> **Data for analysis**:
+-------+
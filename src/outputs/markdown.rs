//! Markdown rendering with a YAML metadata header.
//!
//! ```text
//! ---
//! title: Hello
//! date: 2024-01-05
//! url: https://example.substack.com/p/hello
//! ---
//!
//! # Hello
//!
//! Body text ![](assets/a.png)
//! ```

use super::LocalizedDocument;
use crate::error::ScrapeError;
use htmd::HtmlToMarkdown;
use htmd::options::{HeadingStyle, Options};
use serde::Serialize;

/// Metadata written ahead of the Markdown body.
#[derive(Debug, Serialize)]
pub struct FrontMatter<'a> {
    pub title: &'a str,
    pub date: String,
    pub url: String,
}

/// Convert body markup to Markdown with `#`-prefixed headings.
pub fn html_to_markdown(html: &str) -> Result<String, ScrapeError> {
    let converter = HtmlToMarkdown::builder()
        .options(Options {
            heading_style: HeadingStyle::Atx,
            ..Default::default()
        })
        .build();
    converter
        .convert(html)
        .map_err(|e| ScrapeError::Markdown(e.to_string()))
}

/// An ATX heading ends at the first line break.
fn heading_text(title: &str) -> String {
    title.split_whitespace().collect::<Vec<_>>().join(" ")
}

/// Markdown document for one post.
pub fn render_markdown(doc: &LocalizedDocument<'_>) -> Result<String, ScrapeError> {
    let front_matter = FrontMatter {
        title: &doc.post.title,
        date: doc.post.date_stamp(),
        url: doc.canonical_url(),
    };
    let header = serde_yaml::to_string(&front_matter)?;
    let body = html_to_markdown(&doc.body_html)?;
    Ok(format!(
        "---\n{}---\n\n# {}\n\n{}\n",
        header,
        heading_text(&doc.post.title),
        body.trim()
    ))
}

#[cfg(test)]
mod tests {
    use super::*;
    use crate::models::Post;

    #[test]
    fn test_html_to_markdown_uses_atx_headings() {
        let md = html_to_markdown("<h2>Section</h2><p>Some <strong>bold</strong> text.</p>").unwrap();
        assert!(md.contains("## Section"));
        assert!(md.contains("**bold**"));
    }

    #[test]
    fn test_render_markdown() {
        let post = Post {
            slug: "hello".to_string(),
            title: "Hello: a post".to_string(),
            post_date: "2024-01-05T00:00:00Z".to_string(),
            body_html: String::new(),
        };
        let doc = LocalizedDocument {
            post: &post,
            body_html: r#"<p>Look</p><img src="assets/a.png" alt="chart">"#.to_string(),
            base_url: "https://example.substack.com",
        };
        let md = render_markdown(&doc).unwrap();
        assert!(md.starts_with("---\n"));

        let header = md.split("---\n").nth(1).unwrap();
        let parsed: serde_yaml::Value = serde_yaml::from_str(header).unwrap();
        assert_eq!(parsed["title"].as_str(), Some("Hello: a post"));
        assert_eq!(parsed["date"].as_str(), Some("2024-01-05"));
        assert_eq!(
            parsed["url"].as_str(),
            Some("https://example.substack.com/p/hello")
        );

        assert!(md.contains("# Hello: a post"));
        assert!(md.contains("Look"));
        assert!(md.contains("assets/a.png"));
    }

    #[test]
    fn test_multiline_title_stays_one_heading() {
        let post = Post {
            slug: "split".to_string(),
            title: "Part one\n  and\r\npart two ".to_string(),
            post_date: "2024-01-05T00:00:00Z".to_string(),
            body_html: String::new(),
        };
        let doc = LocalizedDocument {
            post: &post,
            body_html: "<p>Body</p>".to_string(),
            base_url: "https://example.substack.com",
        };
        let md = render_markdown(&doc).unwrap();
        assert!(md.contains("\n# Part one and part two\n\nBody"));

        let header = md.split("---\n").nth(1).unwrap();
        let parsed: serde_yaml::Value = serde_yaml::from_str(header).unwrap();
        assert_eq!(parsed["title"].as_str(), Some("Part one\n  and\r\npart two "));
    }
}
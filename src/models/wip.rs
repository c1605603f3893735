use chrono::{DateTime, Utc};
use serde::{Deserialize, Serialize};
use uuid::Uuid;

use super::{Entity, MutableEntity};
use crate::database::Collection;

/// A production batch moving through the shop floor.
///
/// `process_id` and `process_name` are copies taken when the batch starts.
/// `current_stage` is free text; the client offers Preparation, Machining,
/// Assembly, Finishing and Quality Check. `progress` is a percentage but is
/// stored as sent, without clamping.
#[derive(Debug, Clone, Serialize, Deserialize)]
#[serde(rename_all = "camelCase")]
pub struct WipBatch {
    #[serde(rename = "_id")]
    pub id: Uuid,
    pub batch_number: String,
    pub process_id: Option<String>,
    pub process_name: Option<String>,
    pub quantity: i64,
    pub current_stage: Option<String>,
    pub assigned_operator: Option<String>,
    pub progress: i64,
    pub notes: Option<String>,
    pub start_date: DateTime<Utc>,
    pub created_at: DateTime<Utc>,
    pub updated_at: DateTime<Utc>,
}

#[derive(Debug, Default, Deserialize)]
#[serde(rename_all = "camelCase", default)]
pub struct NewWipBatch {
    pub batch_number: Option<String>,
    pub process_id: Option<String>,
    pub process_name: Option<String>,
    pub quantity: Option<i64>,
    pub current_stage: Option<String>,
    pub assigned_operator: Option<String>,
    pub progress: Option<i64>,
    pub notes: Option<String>,
}

/// `startDate` is not patchable.
#[derive(Debug, Default, Serialize, Deserialize)]
#[serde(rename_all = "camelCase")]
pub struct WipBatchPatch {
    #[serde(default, skip_serializing_if = "Option::is_none")]
    pub batch_number: Option<String>,
    #[serde(default, skip_serializing_if = "Option::is_none")]
    pub process_id: Option<String>,
    #[serde(default, skip_serializing_if = "Option::is_none")]
    pub process_name: Option<String>,
    #[serde(default, skip_serializing_if = "Option::is_none")]
    pub quantity: Option<i64>,
    #[serde(default, skip_serializing_if = "Option::is_none")]
    pub current_stage: Option<String>,
    #[serde(default, skip_serializing_if = "Option::is_none")]
    pub assigned_operator: Option<String>,
    #[serde(default, skip_serializing_if = "Option::is_none")]
    pub progress: Option<i64>,
    #[serde(default, skip_serializing_if = "Option::is_none")]
    pub notes: Option<String>,
}

impl Entity for WipBatch {
    const COLLECTION: Collection = Collection::Wip;
    const LABEL: &'static str = "WIP item";
    type New = NewWipBatch;

    fn id(&self) -> Uuid {
        self.id
    }

    fn from_new(new: NewWipBatch, id: Uuid, now: DateTime<Utc>) -> Self {
        Self {
            id,
            batch_number: new.batch_number.unwrap_or_default(),
            process_id: new.process_id.filter(|s| !s.is_empty()),
            process_name: new.process_name,
            quantity: new.quantity.unwrap_or(1),
            current_stage: new.current_stage,
            assigned_operator: new.assigned_operator,
            progress: new.progress.unwrap_or(0),
            notes: new.notes,
            start_date: now,
            created_at: now,
            updated_at: now,
        }
    }
}

impl MutableEntity for WipBatch {
    const ACK_LABEL: &'static str = "WIP";
    type Patch = WipBatchPatch;
}
pub mod config;
pub mod database;
pub mod error;
pub mod handlers;
pub mod models;
pub mod router;
pub mod services;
+-------+
> **What you have to do**: Look through the material above and pick out each line holding the word "crate".

> **Written answer**:
use crate::error::ScrapeError;
    use crate::models::Post;
use crate::database::Collection;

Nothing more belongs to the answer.